▸ **Task**:
Scan the data beneath this task and copy each line that includes "Where".

▸ **Stored items**:
━━━━━━━━━━━━━━━━━━━━━━━━━━━━━━

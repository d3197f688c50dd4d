//! Rewindable stream for protocol sniffing
//!
//! After answering a CONNECT we need the first byte of whatever the client
//! sends next to decide between a TLS handshake and plaintext HTTP, and
//! then hand the untouched stream to the chosen handler. [`Rewind`] buffers
//! the sniffed bytes and replays them ahead of the inner stream.

use std::io;
use std::pin::Pin;
use std::task::{Context, Poll};

use bytes::{Buf, Bytes};
use tokio::io::{AsyncRead, AsyncReadExt, AsyncWrite, ReadBuf};

/// TLS record type byte for a handshake record.
pub const TLS_HANDSHAKE_BYTE: u8 = 0x16;

/// A stream with a replayable prefix.
#[derive(Debug)]
pub struct Rewind<T> {
    prefix: Bytes,
    inner: T,
}

impl<T> Rewind<T> {
    pub fn new(prefix: Bytes, inner: T) -> Self {
        Self { prefix, inner }
    }
}

impl<T: AsyncRead + AsyncWrite + Unpin> Rewind<T> {
    /// Reads the first byte of the stream and returns it together with a
    /// stream that will replay that byte.
    pub async fn sniff(mut inner: T) -> io::Result<(u8, Self)> {
        let mut first = [0u8; 1];
        let n = inner.read(&mut first).await?;
        if n == 0 {
            return Err(io::Error::new(
                io::ErrorKind::UnexpectedEof,
                "connection closed before first byte",
            ));
        }
        Ok((first[0], Self::new(Bytes::copy_from_slice(&first), inner)))
    }
}

impl<T: AsyncRead + Unpin> AsyncRead for Rewind<T> {
    fn poll_read(
        mut self: Pin<&mut Self>,
        cx: &mut Context<'_>,
        buf: &mut ReadBuf<'_>,
    ) -> Poll<io::Result<()>> {
        if !self.prefix.is_empty() {
            let n = self.prefix.len().min(buf.remaining());
            buf.put_slice(&self.prefix[..n]);
            self.prefix.advance(n);
            return Poll::Ready(Ok(()));
        }
        Pin::new(&mut self.inner).poll_read(cx, buf)
    }
}

impl<T: AsyncWrite + Unpin> AsyncWrite for Rewind<T> {
    fn poll_write(
        mut self: Pin<&mut Self>,
        cx: &mut Context<'_>,
        buf: &[u8],
    ) -> Poll<io::Result<usize>> {
        Pin::new(&mut self.inner).poll_write(cx, buf)
    }

    fn poll_flush(mut self: Pin<&mut Self>, cx: &mut Context<'_>) -> Poll<io::Result<()>> {
        Pin::new(&mut self.inner).poll_flush(cx)
    }

    fn poll_shutdown(mut self: Pin<&mut Self>, cx: &mut Context<'_>) -> Poll<io::Result<()>> {
        Pin::new(&mut self.inner).poll_shutdown(cx)
    }
}

#[cfg(test)]
mod tests {
    use super::*;
    use tokio::io::AsyncWriteExt;

    #[tokio::test]
    async fn sniff_replays_the_first_byte() {
        let (client, server) = tokio::io::duplex(64);
        let mut client = client;
        client.write_all(b"GET / HTTP/1.1\r\n").await.unwrap();

        let (first, mut rewound) = Rewind::sniff(server).await.unwrap();
        assert_eq!(first, b'G');

        let mut buf = vec![0u8; 16];
        rewound.read_exact(&mut buf).await.unwrap();
        assert_eq!(&buf, b"GET / HTTP/1.1\r\n");
    }

    #[tokio::test]
    async fn sniff_detects_tls_handshake_byte() {
        let (client, server) = tokio::io::duplex(64);
        let mut client = client;
        client.write_all(&[0x16, 0x03, 0x01]).await.unwrap();

        let (first, _) = Rewind::sniff(server).await.unwrap();
        assert_eq!(first, TLS_HANDSHAKE_BYTE);
    }

    #[tokio::test]
    async fn sniff_on_closed_stream_errors() {
        let (client, server) = tokio::io::duplex(64);
        drop(client);

        let err = Rewind::sniff(server).await.unwrap_err();
        assert_eq!(err.kind(), io::ErrorKind::UnexpectedEof);
    }
}
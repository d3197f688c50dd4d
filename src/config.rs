//! Persisted application configuration
//!
//! Everything lives under `~/.proxyMan`: the JSON config, the CA key pair
//! and the log files. The config file holds the proxy listen address and
//! the upstream-proxy settings; API updates are written back immediately
//! so they survive restarts.

use std::fs;
use std::path::{Path, PathBuf};

use anyhow::{Context, Result};
use parking_lot::RwLock;
use serde::{Deserialize, Serialize};
use tracing::info;

pub const DEFAULT_PROXY_HOST: &str = "127.0.0.1";
pub const DEFAULT_PROXY_PORT: u16 = 8888;
pub const DEFAULT_OBSERVER_PORT: u16 = 8080;

const CONFIG_FILENAME: &str = "config.json";

/// How outbound requests reach the origin.
#[derive(Debug, Clone, Copy, PartialEq, Eq, Default, Serialize, Deserialize)]
#[serde(rename_all = "lowercase")]
pub enum UpstreamMode {
    /// Direct connections.
    #[default]
    None,
    /// Follow HTTP_PROXY / HTTPS_PROXY / NO_PROXY.
    Env,
    /// A configured parent proxy.
    Custom,
}

#[derive(Debug, Clone, Default, PartialEq, Eq, Serialize, Deserialize)]
#[serde(default)]
pub struct UpstreamProxyConfig {
    pub mode: UpstreamMode,
    /// `http` or `socks5`; only meaningful in custom mode.
    pub protocol: String,
    pub host: String,
    pub port: u16,
}

#[derive(Debug, Clone, PartialEq, Eq, Serialize, Deserialize)]
#[serde(default)]
pub struct AppConfig {
    pub proxy_host: String,
    pub proxy_port: u16,
    pub upstream_proxy: UpstreamProxyConfig,
}

impl Default for AppConfig {
    fn default() -> Self {
        Self {
            proxy_host: DEFAULT_PROXY_HOST.to_string(),
            proxy_port: DEFAULT_PROXY_PORT,
            upstream_proxy: UpstreamProxyConfig::default(),
        }
    }
}

/// The per-user data directory (`~/.proxyMan`).
pub fn data_dir() -> Result<PathBuf> {
    let home = dirs::home_dir().context("cannot determine home directory")?;
    Ok(home.join(".proxyMan"))
}

/// Where the CA key pair is persisted.
pub fn cert_dir(base: &Path) -> PathBuf {
    base.join("cert")
}

/// Where log files are written.
pub fn log_dir(base: &Path) -> PathBuf {
    base.join("log")
}

/// Loaded configuration with write-back persistence.
#[derive(Debug)]
pub struct ConfigStore {
    path: PathBuf,
    state: RwLock<AppConfig>,
}

impl ConfigStore {
    /// Loads `<base>/config.json`, creating it with defaults on first run.
    pub fn load(base: &Path) -> Result<Self> {
        fs::create_dir_all(base)
            .with_context(|| format!("failed to create config dir {}", base.display()))?;
        let path = base.join(CONFIG_FILENAME);

        let config = if path.exists() {
            let data = fs::read_to_string(&path)
                .with_context(|| format!("failed to read {}", path.display()))?;
            serde_json::from_str(&data)
                .with_context(|| format!("failed to parse {}", path.display()))?
        } else {
            let config = AppConfig::default();
            write_config(&path, &config)?;
            config
        };

        info!(path = %path.display(), "configuration loaded");
        Ok(Self {
            path,
            state: RwLock::new(config),
        })
    }

    pub fn snapshot(&self) -> AppConfig {
        self.state.read().clone()
    }

    /// Persists a new proxy listen address.
    pub fn update_proxy(&self, host: &str, port: u16) -> Result<()> {
        let mut state = self.state.write();
        let mut updated = state.clone();
        updated.proxy_host = host.to_string();
        updated.proxy_port = port;
        write_config(&self.path, &updated)?;
        *state = updated;
        Ok(())
    }

    /// Persists a new upstream-proxy configuration.
    pub fn update_upstream(&self, upstream: UpstreamProxyConfig) -> Result<()> {
        let mut state = self.state.write();
        let mut updated = state.clone();
        updated.upstream_proxy = upstream;
        write_config(&self.path, &updated)?;
        *state = updated;
        Ok(())
    }
}

fn write_config(path: &Path, config: &AppConfig) -> Result<()> {
    let data = serde_json::to_string_pretty(config).context("failed to serialize config")?;
    fs::write(path, data).with_context(|| format!("failed to write {}", path.display()))?;
    #[cfg(unix)]
    {
        use std::os::unix::fs::PermissionsExt;
        fs::set_permissions(path, fs::Permissions::from_mode(0o644))
            .with_context(|| format!("failed to set permissions on {}", path.display()))?;
    }
    Ok(())
}
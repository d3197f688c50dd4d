//! Per-request forwarding
//!
//! The path every intercepted request takes once its headers are parsed:
//! create a capture record, tee the request body toward the origin, send
//! through the upstream-aware client, tee the response body back to the
//! client. Failures before response headers are on the wire turn into a
//! 502; the capture record sees every outcome.

use std::convert::Infallible;
use std::io;

use bytes::Bytes;
use futures_util::{StreamExt, TryStreamExt};
use http::header::{self, HeaderMap, HeaderName};
use http::{Request, Response, StatusCode};
use http_body_util::combinators::BoxBody;
use http_body_util::{BodyExt, BodyStream, Empty, StreamBody};
use hyper::body::{Frame, Incoming};
use tokio_stream::wrappers::ReceiverStream;
use tracing::debug;

use crate::capture::DataType;
use crate::proxy::tee::spawn_tee;
use crate::proxy::ProxyContext;

/// Response body type produced by the proxy services.
pub type ProxyBody = BoxBody<Bytes, io::Error>;

/// Connection-scoped headers that must not be forwarded.
const HOP_BY_HOP: [HeaderName; 8] = [
    header::CONNECTION,
    header::PROXY_AUTHENTICATE,
    header::PROXY_AUTHORIZATION,
    header::TE,
    header::TRAILER,
    header::TRANSFER_ENCODING,
    header::UPGRADE,
    HeaderName::from_static("proxy-connection"),
];

pub fn empty_body() -> ProxyBody {
    Empty::<Bytes>::new()
        .map_err(|never| match never {})
        .boxed()
}

fn bad_gateway() -> Response<ProxyBody> {
    let mut response = Response::new(empty_body());
    *response.status_mut() = StatusCode::BAD_GATEWAY;
    response
}

/// Forwards one intercepted request and returns the response to relay.
///
/// `scheme` is `http` for direct and tunneled-plaintext requests, `https`
/// for TLS-intercepted ones. `tunnel_host` carries the CONNECT authority
/// when the request arrived inside a tunnel.
pub async fn handle_intercepted(
    req: Request<Incoming>,
    scheme: &'static str,
    tunnel_host: Option<&str>,
    ctx: &ProxyContext,
) -> Result<Response<ProxyBody>, Infallible> {
    let (parts, body) = req.into_parts();

    let host = request_host(&parts.headers, parts.uri.authority().map(|a| a.as_str()))
        .or_else(|| tunnel_host.map(str::to_string))
        .unwrap_or_default();
    let path_and_query = parts
        .uri
        .path_and_query()
        .map(|pq| pq.as_str())
        .unwrap_or("/");
    let url = format!("{scheme}://{host}{path_and_query}");

    let record = ctx.registry.create();
    record.report_request(&parts.method, &host, &url, &parts.headers);

    // Request-body tee: the origin reads from the forward side while the
    // capture side decodes. It runs even for empty bodies so the record's
    // request phase always completes.
    let request_encoding = content_encoding(&parts.headers);
    let body_stream = BodyStream::new(body)
        .filter_map(|result| async move {
            match result {
                Ok(frame) => frame.into_data().ok().map(Ok),
                Err(err) => Some(Err(io::Error::other(err))),
            }
        })
        .boxed();
    let forward_rx = spawn_tee(
        body_stream,
        record.clone(),
        DataType::RequestBody,
        request_encoding,
    );

    let client = ctx.upstream.client();
    let mut outbound_headers = parts.headers.clone();
    strip_connection_headers(&mut outbound_headers);
    // reqwest derives Host from the URL.
    outbound_headers.remove(header::HOST);

    let has_body = parts.headers.contains_key(header::CONTENT_LENGTH)
        || parts.headers.contains_key(header::TRANSFER_ENCODING);
    let mut builder = client
        .request(parts.method.clone(), &url)
        .headers(outbound_headers);
    if has_body {
        builder = builder.body(reqwest::Body::wrap_stream(ReceiverStream::new(forward_rx)));
    } else {
        // No body on the wire; dropping the receiver ends the tee.
        drop(forward_rx);
    }

    let upstream_response = match builder.send().await {
        Ok(response) => response,
        Err(err) => {
            record.report_error(&err);
            return Ok(bad_gateway());
        }
    };

    let status = upstream_response.status();
    let response_headers = upstream_response.headers().clone();
    record.report_response(status, &response_headers);
    debug!(id = record.id(), status = status.as_u16(), "response headers received");

    // Response-body tee: the client gets the origin bytes verbatim while
    // the capture side decodes a copy.
    let response_encoding = content_encoding(&response_headers);
    let response_stream = upstream_response
        .bytes_stream()
        .map_err(io::Error::other)
        .boxed();
    let forward_rx = spawn_tee(
        response_stream,
        record.clone(),
        DataType::ResponseBody,
        response_encoding,
    );

    let body = StreamBody::new(ReceiverStream::new(forward_rx).map(|item| item.map(Frame::data)));

    let mut response = Response::new(BoxBody::new(body));
    *response.status_mut() = status;
    let mut headers = response_headers;
    strip_connection_headers(&mut headers);
    *response.headers_mut() = headers;
    Ok(response)
}

/// The effective request host: the Host header if present, else the
/// request-target authority (absolute-form proxy requests).
fn request_host(headers: &HeaderMap, authority: Option<&str>) -> Option<String> {
    headers
        .get(header::HOST)
        .and_then(|value| value.to_str().ok())
        .map(str::to_string)
        .or_else(|| authority.map(str::to_string))
        .filter(|host| !host.is_empty())
}

fn content_encoding(headers: &HeaderMap) -> Option<String> {
    headers
        .get(header::CONTENT_ENCODING)
        .and_then(|value| value.to_str().ok())
        .map(|value| value.trim().to_ascii_lowercase())
}

fn strip_connection_headers(headers: &mut HeaderMap) {
    for name in &HOP_BY_HOP {
        headers.remove(name);
    }
}

#[cfg(test)]
mod tests {
    use super::*;

    #[test]
    fn request_host_prefers_host_header() {
        let mut headers = HeaderMap::new();
        headers.insert(header::HOST, "example.test".parse().unwrap());
        assert_eq!(
            request_host(&headers, Some("other.test")),
            Some("example.test".to_string())
        );
    }

    #[test]
    fn request_host_falls_back_to_authority() {
        let headers = HeaderMap::new();
        assert_eq!(
            request_host(&headers, Some("example.test:8080")),
            Some("example.test:8080".to_string())
        );
        assert_eq!(request_host(&headers, None), None);
    }

    #[test]
    fn content_encoding_is_normalized() {
        let mut headers = HeaderMap::new();
        headers.insert(header::CONTENT_ENCODING, " GZip ".parse().unwrap());
        assert_eq!(content_encoding(&headers), Some("gzip".to_string()));
        headers.clear();
        assert_eq!(content_encoding(&headers), None);
    }

    #[test]
    fn hop_by_hop_headers_are_stripped() {
        let mut headers = HeaderMap::new();
        headers.insert(header::CONNECTION, "keep-alive".parse().unwrap());
        headers.insert(header::TRANSFER_ENCODING, "chunked".parse().unwrap());
        headers.insert("proxy-connection", "keep-alive".parse().unwrap());
        headers.insert(header::CONTENT_TYPE, "text/plain".parse().unwrap());

        strip_connection_headers(&mut headers);
        assert!(headers.get(header::CONNECTION).is_none());
        assert!(headers.get(header::TRANSFER_ENCODING).is_none());
        assert!(headers.get("proxy-connection").is_none());
        assert!(headers.get(header::CONTENT_TYPE).is_some());
    }
}
//! Certificate infrastructure
//!
//! The process CA, the per-host leaf cache in front of it, and the
//! trust-store helpers the control API exposes.

pub mod authority;
pub mod cache;
pub mod install;

pub use authority::{CaStore, CertError};
pub use cache::{LeafCache, LeafError, MintedLeaf, CACHE_CAPACITY};
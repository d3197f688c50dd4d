//! Leaf certificate cache
//!
//! Mints per-host server certificates signed by the process CA and caches
//! them with a TTL shorter than the leaf validity, so a cache hit can
//! never serve an expired certificate. Capacity is bounded; each insert at
//! capacity evicts the entry closest to expiry, and an hourly sweeper
//! drops entries that already expired.

use std::collections::HashMap;
use std::sync::Arc;
use std::time::{Duration, Instant};

use parking_lot::RwLock;
use rcgen::{
    CertificateParams, DnType, ExtendedKeyUsagePurpose, KeyPair, KeyUsagePurpose, SerialNumber,
};
use rsa::pkcs8::{EncodePrivateKey, LineEnding};
use rsa::RsaPrivateKey;
use rustls::pki_types::{CertificateDer, PrivatePkcs8KeyDer};
use rustls::ServerConfig;
use thiserror::Error;
use tokio::task::JoinHandle;
use tracing::debug;

use super::authority::{CaStore, LEAF_KEY_BITS};

/// Maximum cached leaves.
pub const CACHE_CAPACITY: usize = 1000;

/// Cache TTL; one hour shorter than the leaf's 24 h validity.
const CACHE_TTL: Duration = Duration::from_secs(23 * 60 * 60);

const SWEEP_INTERVAL: Duration = Duration::from_secs(60 * 60);

const LEAF_VALIDITY_DAYS: i64 = 1;
// Constant serial; collisions are acceptable for a private intercepting CA.
const LEAF_SERIAL: u64 = 1658;

#[derive(Debug, Error)]
pub enum LeafError {
    #[error("failed to generate leaf key: {0}")]
    KeyGeneration(String),

    #[error("failed to sign leaf for {host}: {reason}")]
    Signing { host: String, reason: String },

    #[error("failed to build TLS config: {0}")]
    TlsConfig(String),

    #[error("signing task failed: {0}")]
    Join(String),
}

/// A minted leaf: DER material plus the ready-to-serve rustls config.
pub struct MintedLeaf {
    cert_der: Vec<u8>,
    server_config: Arc<ServerConfig>,
}

impl MintedLeaf {
    pub fn cert_der(&self) -> &[u8] {
        &self.cert_der
    }

    pub fn server_config(&self) -> Arc<ServerConfig> {
        Arc::clone(&self.server_config)
    }
}

struct CacheEntry {
    leaf: Arc<MintedLeaf>,
    expires_at: Instant,
}

/// Host -> minted leaf cache in front of the CA.
pub struct LeafCache {
    ca: Arc<CaStore>,
    entries: RwLock<HashMap<String, CacheEntry>>,
    capacity: usize,
    ttl: Duration,
}

impl LeafCache {
    pub fn new(ca: Arc<CaStore>) -> Self {
        Self::with_capacity(ca, CACHE_CAPACITY)
    }

    pub fn with_capacity(ca: Arc<CaStore>, capacity: usize) -> Self {
        Self::with_options(ca, capacity, CACHE_TTL)
    }

    pub fn with_options(ca: Arc<CaStore>, capacity: usize, ttl: Duration) -> Self {
        Self {
            ca,
            entries: RwLock::new(HashMap::new()),
            capacity,
            ttl,
        }
    }

    /// Returns the certificate for `host`, minting one on miss or expiry.
    ///
    /// The host string (with any `:port`) is the cache key verbatim; the
    /// certificate itself is issued for the port-stripped name. Signing
    /// runs on the blocking executor without holding the lock, so two
    /// concurrent misses for one host may both sign; the harmless
    /// duplicate is overwritten on insert.
    pub async fn get(&self, host: &str) -> Result<Arc<MintedLeaf>, LeafError> {
        let now = Instant::now();
        {
            let entries = self.entries.read();
            if let Some(entry) = entries.get(host) {
                if now < entry.expires_at {
                    debug!(host, "certificate cache hit");
                    return Ok(Arc::clone(&entry.leaf));
                }
            }
        }
        // Drop any expired entry before re-minting.
        self.entries.write().remove(host);

        debug!(host, "minting certificate");
        let ca = Arc::clone(&self.ca);
        let owned_host = host.to_string();
        let leaf = tokio::task::spawn_blocking(move || sign_host(&ca, &owned_host))
            .await
            .map_err(|e| LeafError::Join(e.to_string()))??;
        let leaf = Arc::new(leaf);

        let mut entries = self.entries.write();
        if entries.len() >= self.capacity {
            evict_closest_to_expiry(&mut entries);
        }
        entries.insert(
            host.to_string(),
            CacheEntry {
                leaf: Arc::clone(&leaf),
                expires_at: Instant::now() + self.ttl,
            },
        );

        Ok(leaf)
    }

    /// Drops all cached entries.
    pub fn clear(&self) {
        self.entries.write().clear();
    }

    /// `(total, expired)` entry counts.
    pub fn stats(&self) -> (usize, usize) {
        let entries = self.entries.read();
        let now = Instant::now();
        let expired = entries.values().filter(|e| now >= e.expires_at).count();
        (entries.len(), expired)
    }

    pub fn contains(&self, host: &str) -> bool {
        self.entries.read().contains_key(host)
    }

    /// Spawns the hourly best-effort sweep of already-expired entries.
    pub fn spawn_sweeper(self: &Arc<Self>) -> JoinHandle<()> {
        let cache = Arc::clone(self);
        tokio::spawn(async move {
            let mut ticker = tokio::time::interval(SWEEP_INTERVAL);
            ticker.set_missed_tick_behavior(tokio::time::MissedTickBehavior::Skip);
            ticker.tick().await;
            loop {
                ticker.tick().await;
                let removed = cache.sweep_expired();
                if removed > 0 {
                    debug!(removed, "swept expired certificates");
                }
            }
        })
    }

    fn sweep_expired(&self) -> usize {
        let mut entries = self.entries.write();
        let now = Instant::now();
        let before = entries.len();
        entries.retain(|_, entry| now < entry.expires_at);
        before - entries.len()
    }
}

impl std::fmt::Debug for LeafCache {
    fn fmt(&self, f: &mut std::fmt::Formatter<'_>) -> std::fmt::Result {
        let (total, expired) = self.stats();
        f.debug_struct("LeafCache")
            .field("capacity", &self.capacity)
            .field("total", &total)
            .field("expired", &expired)
            .finish()
    }
}

fn evict_closest_to_expiry(entries: &mut HashMap<String, CacheEntry>) {
    let oldest = entries
        .iter()
        .min_by_key(|(_, entry)| entry.expires_at)
        .map(|(host, _)| host.clone());
    if let Some(host) = oldest {
        debug!(host = %host, "evicting certificate closest to expiry");
        entries.remove(&host);
    }
}

/// The certificate subject: any `:port` suffix removed.
fn san_host(host: &str) -> &str {
    host.split(':').next().unwrap_or(host)
}

fn sign_host(ca: &CaStore, host: &str) -> Result<MintedLeaf, LeafError> {
    let host_name = san_host(host);

    let rsa_key = RsaPrivateKey::new(&mut rand::rngs::OsRng, LEAF_KEY_BITS)
        .map_err(|e| LeafError::KeyGeneration(e.to_string()))?;
    let key_pem = rsa_key
        .to_pkcs8_pem(LineEnding::LF)
        .map_err(|e| LeafError::KeyGeneration(e.to_string()))?;
    let key_pair = KeyPair::from_pem(&key_pem).map_err(|e| LeafError::KeyGeneration(e.to_string()))?;

    // CertificateParams::new derives the SAN from the name: IP literals
    // become IP SANs, anything else a DNS SAN.
    let mut params = CertificateParams::new(vec![host_name.to_string()]).map_err(|e| {
        LeafError::Signing {
            host: host.to_string(),
            reason: e.to_string(),
        }
    })?;
    params.distinguished_name.push(DnType::CommonName, host_name);
    params
        .distinguished_name
        .push(DnType::OrganizationName, "ProxyMan Inc.");
    params.key_usages = vec![
        KeyUsagePurpose::KeyEncipherment,
        KeyUsagePurpose::DigitalSignature,
    ];
    params.extended_key_usages = vec![ExtendedKeyUsagePurpose::ServerAuth];
    params.serial_number = Some(SerialNumber::from(LEAF_SERIAL));
    params.not_before = time::OffsetDateTime::now_utc();
    params.not_after = time::OffsetDateTime::now_utc() + time::Duration::days(LEAF_VALIDITY_DAYS);

    let cert = params
        .signed_by(&key_pair, ca.issuer())
        .map_err(|e| LeafError::Signing {
            host: host.to_string(),
            reason: e.to_string(),
        })?;

    let cert_der = cert.der().to_vec();
    let key_der = PrivatePkcs8KeyDer::from(key_pair.serialize_der());

    let mut server_config = ServerConfig::builder_with_provider(Arc::new(
        rustls::crypto::aws_lc_rs::default_provider(),
    ))
    .with_safe_default_protocol_versions()
    .map_err(|e| LeafError::TlsConfig(e.to_string()))?
    .with_no_client_auth()
    .with_single_cert(vec![CertificateDer::from(cert_der.clone())], key_der.into())
    .map_err(|e| LeafError::TlsConfig(e.to_string()))?;

    // HTTP/1.1 only: the inner parser does not speak h2.
    server_config.alpn_protocols = vec![b"http/1.1".to_vec()];

    Ok(MintedLeaf {
        cert_der,
        server_config: Arc::new(server_config),
    })
}

#[cfg(test)]
mod tests {
    use super::*;
    use tempfile::TempDir;

    fn test_ca(dir: &TempDir) -> Arc<CaStore> {
        Arc::new(CaStore::initialize_with_key_bits(dir.path(), 2048).unwrap())
    }

    #[test]
    fn san_host_strips_port() {
        assert_eq!(san_host("example.test:443"), "example.test");
        assert_eq!(san_host("example.test"), "example.test");
        assert_eq!(san_host("10.0.0.1:8443"), "10.0.0.1");
    }

    #[tokio::test(flavor = "multi_thread")]
    async fn cache_returns_same_leaf_within_ttl() {
        let dir = TempDir::new().unwrap();
        let cache = LeafCache::with_capacity(test_ca(&dir), 4);

        let first = cache.get("example.test:443").await.unwrap();
        let second = cache.get("example.test:443").await.unwrap();
        assert_eq!(first.cert_der(), second.cert_der());

        let (total, expired) = cache.stats();
        assert_eq!(total, 1);
        assert_eq!(expired, 0);
    }

    #[tokio::test(flavor = "multi_thread")]
    async fn expired_entries_are_reminted() {
        let dir = TempDir::new().unwrap();
        let cache = LeafCache::with_options(test_ca(&dir), 4, Duration::from_millis(0));

        let first = cache.get("example.test:443").await.unwrap();
        let second = cache.get("example.test:443").await.unwrap();
        assert_ne!(first.cert_der(), second.cert_der());
    }

    #[tokio::test(flavor = "multi_thread")]
    async fn insert_at_capacity_evicts_closest_to_expiry() {
        let dir = TempDir::new().unwrap();
        let cache = LeafCache::with_capacity(test_ca(&dir), 3);

        cache.get("a.test:443").await.unwrap();
        cache.get("b.test:443").await.unwrap();
        cache.get("c.test:443").await.unwrap();
        cache.get("d.test:443").await.unwrap();

        let (total, _) = cache.stats();
        assert_eq!(total, 3);
        // "a" was inserted first, so its expiry is the earliest.
        assert!(!cache.contains("a.test:443"));
        assert!(cache.contains("d.test:443"));
    }

    #[tokio::test(flavor = "multi_thread")]
    async fn clear_drops_everything() {
        let dir = TempDir::new().unwrap();
        let cache = LeafCache::with_capacity(test_ca(&dir), 4);

        cache.get("a.test:443").await.unwrap();
        cache.clear();
        assert_eq!(cache.stats(), (0, 0));
    }

    #[tokio::test(flavor = "multi_thread")]
    async fn sweep_removes_only_expired() {
        let dir = TempDir::new().unwrap();
        let cache = Arc::new(LeafCache::with_options(
            test_ca(&dir),
            4,
            Duration::from_millis(0),
        ));
        cache.get("a.test:443").await.unwrap();

        assert_eq!(cache.sweep_expired(), 1);
        assert_eq!(cache.stats(), (0, 0));
    }
}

━━━━━━━━━━━━━━━━━━━━━━━━━━━━━━

▸ **Answer to the exercise**:
/// Where the CA key pair is persisted.
/// Where log files are written.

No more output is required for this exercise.